Testis

Testis

Anatomy

Male gonad [organ that makes gametes – sperm – through a process (spermatogenesis) that involves a type of cell division (meiosis) that produces cells that are haploid, ie have half the chromosome complement of other – diploid – cells; female gamete is ovary, its meiotic product are eggs], produces sperm and testosterone, ellipsoid (about 5x3x2cms, 12-30cc, 25gm).

It is also a gland (makes and releases a substance) both exocrine (produces substance – sperm – and extrudes it through ducts) and endocrine (produces hormones – androgens, mainly testosterone – and secretes them directly/ductlessly into bloodstream), sits in pouch in scrotum, derived from and connected to abdomen by spermatic cord and cremaster muscle, made up of 200-400 wedge-shaped lobes (converging on mediastinum/hilum at back/rear or anal aspect) each with 3-10 seminiferous tubules which have stem cells that produce sperm cells (spermatogenesis) with support of Sertoli cells and under influence of androgen hormones (mainly testosterone from Leydig cells).

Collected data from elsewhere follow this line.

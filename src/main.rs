//! # cardgen CLI
//!
//! Command-line interface for rendering trading cards.
//!
//! ## Usage
//!
//! ```bash
//! # Render one card to cards/.cardgen-out/bolt.png
//! cardgen cards/bolt.md
//!
//! # Render every .md file under a directory, 4 at a time
//! cardgen --jobs 4 cards/
//!
//! # Check cards against their cardstyles without rendering
//! cardgen --validate-only cards/
//!
//! # Show every cardstyle the resolver can find
//! cardgen --list-templates
//! cardgen --list-templates --json
//! ```
//!
//! ## Verbosity
//!
//! | Flag(s)   | Filter level |
//! |-----------|--------------|
//! | (none)    | WARN         |
//! | `-v`      | INFO         |
//! | `-vv`     | DEBUG        |
//! | `-vvv`    | TRACE        |
//! | `--quiet` | ERROR        |
//!
//! `RUST_LOG` overrides all of the above if set.

use std::collections::BTreeMap;
use std::path::{Path, PathBuf};

use clap::Parser;
use tracing_subscriber::{EnvFilter, layer::SubscriberExt, util::SubscriberInitExt};

use cardgen::{
    CardgenError, Generator, GeneratorConfig,
    cardstyle::{CardstyleInfo, CardstyleSource},
    generator::{self, DEFAULT_OUTPUT_DIR, Outcome},
};

/// cardgen - Trading card image generator
#[derive(Parser, Debug)]
#[command(name = "cardgen")]
#[command(author, version, about, long_about = None)]
struct Cli {
    /// Card file or directory of cards (searched recursively for .md files)
    #[arg(required_unless_present = "list_templates")]
    path: Option<PathBuf>,

    /// Validate cards without generating images
    #[arg(long)]
    validate_only: bool,

    /// Extra cardstyle directory, searched after the user directory
    #[arg(long, value_name = "DIR")]
    template_dir: Option<PathBuf>,

    /// Output directory, relative to each card's directory unless absolute
    #[arg(long, value_name = "DIR", default_value = DEFAULT_OUTPUT_DIR)]
    output_dir: PathBuf,

    /// List available cardstyles and exit
    #[arg(long)]
    list_templates: bool,

    /// Print the cardstyle listing as JSON
    #[arg(long, requires = "list_templates")]
    json: bool,

    /// Number of cards rendered in parallel
    #[arg(long, short = 'j', value_name = "N")]
    jobs: Option<usize>,

    /// Increase log verbosity (-v, -vv, -vvv)
    #[arg(short, long, action = clap::ArgAction::Count)]
    verbose: u8,

    /// Only log errors
    #[arg(short, long, conflicts_with = "verbose")]
    quiet: bool,
}

fn main() {
    match run() {
        Ok(true) => {}
        Ok(false) => std::process::exit(1),
        Err(e) => {
            eprintln!("Error: {}", e);
            std::process::exit(1);
        }
    }
}

/// Returns `Ok(false)` when some cards failed.
fn run() -> Result<bool, CardgenError> {
    let cli = Cli::parse();
    init_logging(&cli);

    let generator = Generator::new(GeneratorConfig {
        template_dir: cli.template_dir.clone(),
        output_dir: cli.output_dir.clone(),
        validate_only: cli.validate_only,
        jobs: cli.jobs,
    });

    if cli.list_templates {
        let styles = generator.resolver().list_cardstyles();
        if cli.json {
            let json = serde_json::to_string_pretty(&styles).map_err(std::io::Error::from)?;
            println!("{}", json);
        } else {
            print_listing(&styles);
        }
        return Ok(true);
    }

    let Some(path) = cli.path else {
        return Ok(true);
    };
    let inputs = generator::collect_inputs(&path)?;
    if inputs.is_empty() {
        println!("No .md files found in {}", path.display());
        return Ok(true);
    }

    let summary = generator.run_batch(&inputs);
    for (file, outcome) in &summary.successes {
        println!("{}", success_line(file, outcome));
    }
    for (file, err) in &summary.failures {
        eprintln!("Error: {}: {}", file.display(), err);
    }
    let verb = if cli.validate_only { "Validated" } else { "Generated" };
    println!(
        "{} {} of {} card(s){}",
        verb,
        summary.succeeded(),
        summary.total(),
        if summary.is_success() { "" } else { ", see errors above" }
    );
    Ok(summary.is_success())
}

fn success_line(file: &Path, outcome: &Outcome) -> String {
    match outcome {
        Outcome::Validated => format!("✓ {} is valid", file.display()),
        Outcome::Rendered(out) => format!("Generated: {} -> {}", file.display(), out.display()),
    }
}

fn print_listing(styles: &[CardstyleInfo]) {
    if styles.is_empty() {
        println!("No cardstyles found.");
        return;
    }

    let mut by_tcg: BTreeMap<&str, Vec<&CardstyleInfo>> = BTreeMap::new();
    for style in styles {
        by_tcg.entry(style.tcg.as_str()).or_default().push(style);
    }

    println!("Available Cardstyles:");
    for (tcg, styles) in by_tcg {
        println!();
        println!("{}:", tcg.to_uppercase());
        for style in styles {
            print!("  {}/{}", tcg, style.name);
            if !style.display_name.is_empty() && style.display_name != style.name {
                print!(" ({})", style.display_name);
            }
            println!("  [{}]", style.source.label());
            if !style.description.is_empty() {
                println!("      {}", style.description);
            }
            if let Some(extends) = &style.extends {
                println!("      Extends: {}", extends);
            }
            if style.source != CardstyleSource::Embedded
                && let Some(path) = &style.path
            {
                println!("      Path: {}", path.display());
            }
        }
    }
}

/// Initialise the global tracing subscriber, writing to stderr.
fn init_logging(cli: &Cli) {
    let level = derive_level(cli.verbose, cli.quiet);
    let filter = EnvFilter::try_from_default_env()
        .unwrap_or_else(|_| EnvFilter::new(format!("cardgen={level}")));

    let fmt_layer = tracing_subscriber::fmt::layer()
        .with_target(false)
        .with_writer(std::io::stderr);

    // Fails only if a subscriber is already set.
    let _ = tracing_subscriber::registry()
        .with(filter)
        .with(fmt_layer)
        .try_init();
}

/// Translate the verbosity counter and quiet flag to a level string.
fn derive_level(verbose: u8, quiet: bool) -> &'static str {
    if quiet {
        return "error";
    }
    match verbose {
        0 => "warn",
        1 => "info",
        2 => "debug",
        _ => "trace",
    }
}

It is supplied by testicular artery via abdominal aorta with collateral supply from cremasteric artery via inferior epigastric via external iliac and vas deferens artery via inferior vesical via internal iliac, lymphatic drainage to para-aortic nodes (and of scrotum to inguinal nodes).

Seminiferous Tubule: There are 3-10 seminiferous tubules in each of 200-400 lobules of testis (testis invested in tunica albuginea, lobules separated by septa). There is interstitial tissue (with endocrine Leydig cells) between tubules. Tubules are the location of spermatogenesis (exocrine). The seminiferous tubules have a basement membrane on which sit type A spermatagonia (stem cells which continue to proliferate – mitosis – through life, with some progeny undergoing meiosis) and Sertoli cells (a set number/population from once spermatogenesis begins after about age 1).

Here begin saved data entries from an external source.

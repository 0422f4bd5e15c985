//! # Rendering Module
//!
//! Turns a [`Card`] and a resolved [`Template`] into an RGBA image.
//!
//! ## Modules
//!
//! - [`vars`]: the flattened `{{path}}` namespace for one render
//! - [`expr`]: placeholder substitution and layer conditions
//! - [`markdown`]: the markdown subset used in text layers
//! - [`layout`]: word wrap, alignment and vertical centering
//! - [`fit`]: fill / fit / stretch / center image placement
//! - [`font`]: built-in bitmap face and TrueType faces
//! - [`canvas`]: drawing primitives
//! - [`assets`], [`context`]: asset lookup and shared caches
//!
//! ## Usage Example
//!
//! ```no_run
//! use std::path::Path;
//!
//! use cardgen::card::parse_file;
//! use cardgen::cardstyle::{Resolver, SearchPaths};
//! use cardgen::render::{CardRenderer, RenderContext};
//!
//! # fn main() -> cardgen::Result<()> {
//! let card = parse_file(Path::new("cards/bolt.md"))?;
//! let resolver = Resolver::new(SearchPaths::standard(None));
//! let template = resolver.resolve(&card.tcg, &card.cardstyle)?;
//!
//! let ctx = RenderContext::new();
//! let rendered = CardRenderer::new(&ctx).render(&card, &template)?;
//! assert_eq!(rendered.image.width(), template.dimensions.width);
//! # Ok(())
//! # }
//! ```

pub mod assets;
pub mod canvas;
pub mod context;
pub mod expr;
pub mod fit;
pub mod font;
pub mod layout;
pub mod markdown;
pub mod vars;

pub use context::RenderContext;

use std::path::Path;

use image::{Rgba, RgbaImage};

use crate::card::Card;
use crate::cardstyle::{FitMode, FontSize, Layer, LayerKind, Template};
use crate::error::{CardgenError, Result};
use canvas::{BLACK, Canvas, WHITE, parse_color};
use font::{FontFace, MAX_FONT_PX, TextStyle};
use vars::Namespace;

// Placeholder drawn for image layers whose asset could not be loaded.
const PLACEHOLDER_FILL: Rgba<u8> = Rgba([200, 200, 200, 255]);
const PLACEHOLDER_BORDER: Rgba<u8> = Rgba([100, 100, 100, 255]);
const PLACEHOLDER_TEXT: Rgba<u8> = Rgba([50, 50, 50, 255]);
const PLACEHOLDER_BORDER_PX: u32 = 2;
const PLACEHOLDER_TEXT_PX: f32 = 16.0;

/// What happened while compositing a card.
#[derive(Debug, Clone, Copy, Default, PartialEq, Eq)]
pub struct RenderReport {
    /// Text layers that drew at least one item.
    pub text_draws: usize,
    /// Image layers that drew a loaded image.
    pub image_draws: usize,
    /// Image layers that fell back to the missing-asset placeholder.
    pub placeholders: usize,
    /// Layers skipped by their condition or for lack of content.
    pub skipped: usize,
}

/// A composited card.
#[derive(Debug, Clone)]
pub struct RenderedCard {
    pub image: RgbaImage,
    pub report: RenderReport,
}

/// Paints template layers for a card, in order, onto a fresh canvas.
pub struct CardRenderer<'a> {
    ctx: &'a RenderContext,
}

impl<'a> CardRenderer<'a> {
    pub fn new(ctx: &'a RenderContext) -> Self {
        Self { ctx }
    }

    /// Render `card` with `template`.
    ///
    /// Missing images become placeholders; any other layer failure aborts
    /// the card with an error naming the layer.
    pub fn render(&self, card: &Card, template: &Template) -> Result<RenderedCard> {
        let background = template
            .background
            .as_deref()
            .and_then(parse_color)
            .unwrap_or(WHITE);
        let mut canvas = Canvas::new(
            template.dimensions.width,
            template.dimensions.height,
            background,
        );

        let ns = Namespace::build(card, template);
        let mut report = RenderReport::default();

        for layer in &template.layers {
            if !expr::evaluate_condition(&layer.condition, &ns) {
                tracing::trace!(layer = %layer.name, condition = %layer.condition, "condition false");
                report.skipped += 1;
                continue;
            }
            match &layer.kind {
                LayerKind::Text => {
                    if self.draw_text(&mut canvas, layer, template, &ns) {
                        report.text_draws += 1;
                    } else {
                        report.skipped += 1;
                    }
                }
                LayerKind::Image => match self.draw_image(&mut canvas, layer, card, template, &ns) {
                    ImageOutcome::Drawn => report.image_draws += 1,
                    ImageOutcome::Placeholder => report.placeholders += 1,
                },
                LayerKind::Other(_) => {
                    return Err(CardgenError::UnknownLayerType(layer.kind.to_string())
                        .in_layer(&layer.name));
                }
            }
        }

        tracing::debug!(
            card = %card.title,
            text = report.text_draws,
            images = report.image_draws,
            placeholders = report.placeholders,
            skipped = report.skipped,
            "card composited"
        );
        Ok(RenderedCard {
            image: canvas.into_image(),
            report,
        })
    }

    /// Returns false when the layer had nothing to draw.
    fn draw_text(&self, canvas: &mut Canvas, layer: &Layer, template: &Template, ns: &Namespace) -> bool {
        let mut content = layer.content.clone();
        if layer.icon_replace {
            content = expr::replace_icons(&content, &template.icons);
        }
        content = expr::substitute(&content, ns);
        if layer.icon_replace {
            content = expr::replace_icons(&content, &template.icons);
        }
        if layer.strip_headers {
            content = markdown::strip_headers(&content);
        }
        if content.trim().is_empty() {
            return false;
        }

        let font = layer.font.clone().unwrap_or_default();
        let style = TextStyle {
            size: font_size(&font.size, ns),
            bold: expr::substitute(&font.weight, ns).trim().eq_ignore_ascii_case("bold"),
            italic: expr::substitute(&font.style, ns).trim().eq_ignore_ascii_case("italic"),
        };
        let color_spec = expr::substitute(&font.color, ns);
        let color = parse_color(&color_spec).unwrap_or_else(|| {
            if !color_spec.trim().is_empty() {
                tracing::debug!(layer = %layer.name, color = %color_spec, "unparseable color, using black");
            }
            BLACK
        });
        let face = self
            .ctx
            .font(&expr::substitute(&font.family, ns), &template.template_dir);

        let lines = markdown::parse(&content);
        let laid_out = layout::layout(&lines, &layer.region, layer.align, style, &face);
        layout::draw(canvas, &laid_out, &face, color) > 0
    }

    fn draw_image(
        &self,
        canvas: &mut Canvas,
        layer: &Layer,
        card: &Card,
        template: &Template,
        ns: &Namespace,
    ) -> ImageOutcome {
        let mut dirs: Vec<&Path> = Vec::with_capacity(2);
        if let Some(dir) = card.base_dir() {
            dirs.push(dir);
        }
        dirs.push(&template.template_dir);

        let source = expr::substitute(&layer.source, ns);
        let fallback = expr::substitute(&layer.fallback, ns);

        let loaded = self.ctx.load_image(&source, &dirs).or_else(|err| {
            if fallback.trim().is_empty() || fallback == source {
                return Err(err);
            }
            tracing::debug!(layer = %layer.name, error = %err, "trying fallback image");
            self.ctx.load_image(&fallback, &dirs)
        });

        let region = layer.region;
        match loaded {
            Ok(img) => {
                let mode = fit_mode(layer, ns);
                let fitted = fit::fit_image(&img, region.width, region.height, mode);
                canvas.blit(&fitted, region.x, region.y);
                ImageOutcome::Drawn
            }
            Err(err) => {
                let missing = if source.trim().is_empty() { &fallback } else { &source };
                let name = match assets::display_name(missing) {
                    n if n.is_empty() => layer.name.clone(),
                    n => n,
                };
                tracing::warn!(layer = %layer.name, error = %err, "image unavailable, drawing placeholder");
                draw_placeholder(canvas, layer, &format!("Missing: {}", name));
                ImageOutcome::Placeholder
            }
        }
    }
}

enum ImageOutcome {
    Drawn,
    Placeholder,
}

/// Fit mode precedence: `card.artwork.fit`, then the layer, then fill.
fn fit_mode(layer: &Layer, ns: &Namespace) -> FitMode {
    match ns.get("card.artwork.fit").map(str::trim) {
        Some(mode) if !mode.is_empty() => FitMode::parse(mode),
        _ => layer.fit_mode.unwrap_or_default(),
    }
}

/// Layer font size in pixels; unusable values fall back to the default and
/// oversized ones are clamped to [`MAX_FONT_PX`].
fn font_size(size: &FontSize, ns: &Namespace) -> f32 {
    let px = match size {
        FontSize::Px(px) => Some(*px),
        FontSize::Expr(expr) => expr::substitute(expr, ns).trim().parse::<f32>().ok(),
    };
    px.filter(|p| p.is_finite() && *p > 0.0)
        .map(|p| p.min(MAX_FONT_PX))
        .unwrap_or(FontSize::DEFAULT_PX)
}

fn draw_placeholder(canvas: &mut Canvas, layer: &Layer, caption: &str) {
    let r = layer.region;
    canvas.fill_rect(r.x, r.y, r.width, r.height, PLACEHOLDER_FILL);
    canvas.stroke_rect(r.x, r.y, r.width, r.height, PLACEHOLDER_BORDER_PX, PLACEHOLDER_BORDER);

    let face = FontFace::Bitmap;
    let style = TextStyle::regular(PLACEHOLDER_TEXT_PX);
    let width = face.text_width(caption, style);
    let x = r.x as f32 + (r.width as f32 - width) / 2.0;
    let y = r.y as f32 + (r.height as f32 - PLACEHOLDER_TEXT_PX) / 2.0;
    let mask = face.rasterize(caption, style);
    canvas.draw_mask(&mask, x.round() as i32, y.round() as i32, PLACEHOLDER_TEXT);
}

Spermatagonia, which undergo meiosis, graduate away from basement membrane towards tubule lumen, such that the stratified epithelium of the tubule is made up (BM to lumen) of progressively developing sperm cells.

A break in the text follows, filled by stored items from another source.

//! # Cardstyles
//!
//! A cardstyle is a YAML document describing the canvas size and the ordered
//! list of layers painted onto it. Cardstyles can inherit from each other
//! with `extends`; the [`Resolver`] finds a cardstyle across the search
//! tiers, walks its `extends` chain and returns a fully merged [`Template`].
//!
//! ```yaml
//! name: MTG Full Art
//! tcg: mtg
//! extends: ./default.yaml
//! overrides:
//!   - layer: artwork
//!     fit_mode: fit
//! additional_layers:
//!   - name: watermark
//!     type: text
//!     region: { x: 40, y: 900, width: 665, height: 30 }
//!     content: "{{card.set}}"
//! ```
//!
//! Layer order is paint order: later layers are drawn on top.

mod builtin;
mod discover;
pub mod merge;
mod resolve;
mod validate;

pub use builtin::{BUILTIN_PREFIX, builtin_bytes};
pub(crate) use builtin::asset_path as builtin_asset_path;
pub use discover::{CardstyleInfo, CardstyleSource};
pub use resolve::{MAX_EXTENDS_DEPTH, Resolver, SearchPaths};
pub use validate::validate_card;

use std::collections::{BTreeMap, HashSet};
use std::fmt;
use std::path::PathBuf;

use serde::Deserialize;

use crate::error::{CardgenError, Result};

/// A cardstyle definition, either as read from disk or fully resolved.
#[derive(Debug, Clone, Default, PartialEq, Deserialize)]
#[serde(default)]
pub struct Template {
    pub name: String,
    pub tcg: String,
    pub version: String,
    pub description: String,
    /// Base template reference: a path relative to this file, or a logical
    /// `tcg/style` name. Always `None` on a resolved template.
    pub extends: Option<String>,
    pub dimensions: Dimensions,
    /// Canvas fill color (`#rrggbb`). White when unset.
    pub background: Option<String>,
    pub layers: Vec<Layer>,
    #[serde(rename = "required_fields")]
    pub required: Vec<String>,
    /// Field defaults, also injected into the render namespace.
    #[serde(rename = "optional_fields")]
    pub optional: BTreeMap<String, serde_yaml::Value>,
    pub icons: BTreeMap<String, String>,
    pub style_tokens: BTreeMap<String, String>,
    pub overrides: Vec<LayerOverride>,
    pub additional_layers: Vec<Layer>,
    /// Directory the template was read from; `builtin/<tcg>` for embedded ones.
    #[serde(skip)]
    pub template_dir: PathBuf,
}

impl Template {
    /// Parse a template document. `origin` is only used in error messages.
    pub fn from_yaml(text: &str, origin: &str) -> Result<Self> {
        serde_yaml::from_str(text).map_err(|e| CardgenError::TemplateParse {
            origin: origin.to_string(),
            message: e.to_string(),
        })
    }

    pub fn layer(&self, name: &str) -> Option<&Layer> {
        self.layers.iter().find(|l| l.name == name)
    }

    /// Check the invariants of a resolved template.
    pub fn check(&self) -> Result<()> {
        if self.dimensions.width == 0 || self.dimensions.height == 0 {
            return Err(CardgenError::InvalidTemplate(format!(
                "{}/{}: dimensions must be non-zero (got {}x{})",
                self.tcg, self.name, self.dimensions.width, self.dimensions.height
            )));
        }
        let mut seen = HashSet::new();
        for layer in &self.layers {
            if !seen.insert(layer.name.as_str()) {
                return Err(CardgenError::InvalidTemplate(format!(
                    "{}/{}: duplicate layer name '{}'",
                    self.tcg, self.name, layer.name
                )));
            }
        }
        Ok(())
    }
}

/// Output canvas size. A zero width inherits the base template's dimensions.
#[derive(Debug, Clone, Copy, Default, PartialEq, Eq, Deserialize)]
#[serde(default)]
pub struct Dimensions {
    pub width: u32,
    pub height: u32,
    pub dpi: u32,
}

/// Axis-aligned rectangle in canvas pixels.
#[derive(Debug, Clone, Copy, Default, PartialEq, Eq, Deserialize)]
#[serde(default)]
pub struct Region {
    pub x: i32,
    pub y: i32,
    pub width: u32,
    pub height: u32,
}

/// One visual element of a cardstyle.
#[derive(Debug, Clone, Default, PartialEq, Deserialize)]
#[serde(default)]
pub struct Layer {
    pub name: String,
    /// Semantic tag (title, artwork, ...); informational only.
    pub role: Option<String>,
    #[serde(rename = "type")]
    pub kind: LayerKind,
    pub region: Region,

    // Image layers
    pub source: String,
    pub fallback: String,
    pub fit_mode: Option<FitMode>,

    // Text layers
    pub content: String,
    pub font: Option<Font>,
    pub align: Align,
    pub strip_headers: bool,
    pub icon_replace: bool,

    /// Gate expression; blank means always paint.
    pub condition: String,
}

/// What a layer draws.
#[derive(Debug, Clone, PartialEq, Eq, Deserialize)]
#[serde(from = "String")]
pub enum LayerKind {
    Image,
    Text,
    /// Anything else. Rejected when the layer is rendered.
    Other(String),
}

impl Default for LayerKind {
    fn default() -> Self {
        LayerKind::Other(String::new())
    }
}

impl From<String> for LayerKind {
    fn from(s: String) -> Self {
        match s.trim().to_ascii_lowercase().as_str() {
            "image" => LayerKind::Image,
            "text" => LayerKind::Text,
            _ => LayerKind::Other(s),
        }
    }
}

impl fmt::Display for LayerKind {
    fn fmt(&self, f: &mut fmt::Formatter<'_>) -> fmt::Result {
        match self {
            LayerKind::Image => f.write_str("image"),
            LayerKind::Text => f.write_str("text"),
            LayerKind::Other(s) if s.is_empty() => f.write_str("(none)"),
            LayerKind::Other(s) => f.write_str(s),
        }
    }
}

/// How an image is mapped into its region.
#[derive(Debug, Clone, Copy, Default, PartialEq, Eq, Deserialize)]
#[serde(from = "String")]
pub enum FitMode {
    /// Uniform scale to cover the region, center-cropped.
    #[default]
    Fill,
    /// Uniform scale to fit inside the region, centered.
    Fit,
    /// Independent x/y scale to exactly the region.
    Stretch,
    /// Native size, centered.
    Center,
}

impl FitMode {
    /// Parse a mode name; unknown names are `Fill`.
    pub fn parse(s: &str) -> Self {
        match s.trim().to_ascii_lowercase().as_str() {
            "fit" => FitMode::Fit,
            "stretch" => FitMode::Stretch,
            "center" => FitMode::Center,
            _ => FitMode::Fill,
        }
    }
}

impl From<String> for FitMode {
    fn from(s: String) -> Self {
        FitMode::parse(&s)
    }
}

/// Horizontal text alignment within a region.
#[derive(Debug, Clone, Copy, Default, PartialEq, Eq, Deserialize)]
#[serde(from = "String")]
pub enum Align {
    #[default]
    Left,
    Center,
    Right,
}

impl From<String> for Align {
    fn from(s: String) -> Self {
        match s.trim().to_ascii_lowercase().as_str() {
            "center" | "centre" => Align::Center,
            "right" => Align::Right,
            _ => Align::Left,
        }
    }
}

/// Text styling for a layer. String fields may contain `{{...}}` references.
#[derive(Debug, Clone, PartialEq, Deserialize)]
#[serde(default)]
pub struct Font {
    /// Path to a `.ttf`/`.otf` file; anything else selects the built-in face.
    pub family: String,
    pub size: FontSize,
    pub weight: String,
    pub style: String,
    pub color: String,
}

impl Default for Font {
    fn default() -> Self {
        Self {
            family: String::new(),
            size: FontSize::default(),
            weight: String::new(),
            style: String::new(),
            color: "#000000".to_string(),
        }
    }
}

/// Font size: a pixel value or a templated string like `"{{mtg.font_size.title}}"`.
#[derive(Debug, Clone, PartialEq, Deserialize)]
#[serde(untagged)]
pub enum FontSize {
    Px(f32),
    Expr(String),
}

impl FontSize {
    pub const DEFAULT_PX: f32 = 12.0;
}

impl Default for FontSize {
    fn default() -> Self {
        FontSize::Px(Self::DEFAULT_PX)
    }
}

/// Field updates applied to a base layer before merging.
///
/// Only `source`, `content`, `condition` and `fit_mode` string values are
/// honoured; other keys are ignored.
#[derive(Debug, Clone, Default, PartialEq, Deserialize)]
pub struct LayerOverride {
    pub layer: String,
    #[serde(flatten)]
    pub updates: BTreeMap<String, serde_yaml::Value>,
}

Type A spermatagonia divide by mitosis to form intermediate spermatagonium. Intermediate spermatagonium divide again, some to become and replenish the stock of type A spermatagonia, others to become type B spermatagonium.

Type B spermatagonium divide to become primary spermatocytes, which divide through meiosis (I) to become secondary spermatocytes.

Secondary spermatocytes quickly divide by meiosis II to become spermatids (mitosis – diploid to diploid, ie 46 chromosomes to 46; meiosis – diploid to 2 X haploid, ie 46 to 2 X 23). Spermatids mature to spermatozoa, which are released into the lumen of the seminiferous tubule to begin a long journey. Spermatogenesis begins at the basement membrane of the tubule epithelium, each subsequent phase bringing the developing sperm closer to the tubule lumen.

Sertoli cells nurture cells undergoing spermatogenesis, move them progressively towards the lumen, protect them from immune response (tight junctions between sertoli cells constitute blood-testis barrier, forming basal and adluminal compartments).

Vas Deferens: Muscular 12-18″ excretory duct of testis, one of the spermatic cord structures, connecting epididymis (in the scrotum) to the ejaculatory duct (1″) in pelvis, which is formed by union of vas and duct of seminal vesicle (vas passes up and over the top of the bladder and down behind it, ending just medial to lower end of ureters, at level of pubic symphysis).

Physiology

Vas propels sperm by peristalsis during ejaculation.

Clinical

Vasectomy is a relatively straightforward, low-risk, effective (<1% failure rate) form of permanent (though surgical reversal may be possible) male contraception, carried out under local anaesthesia.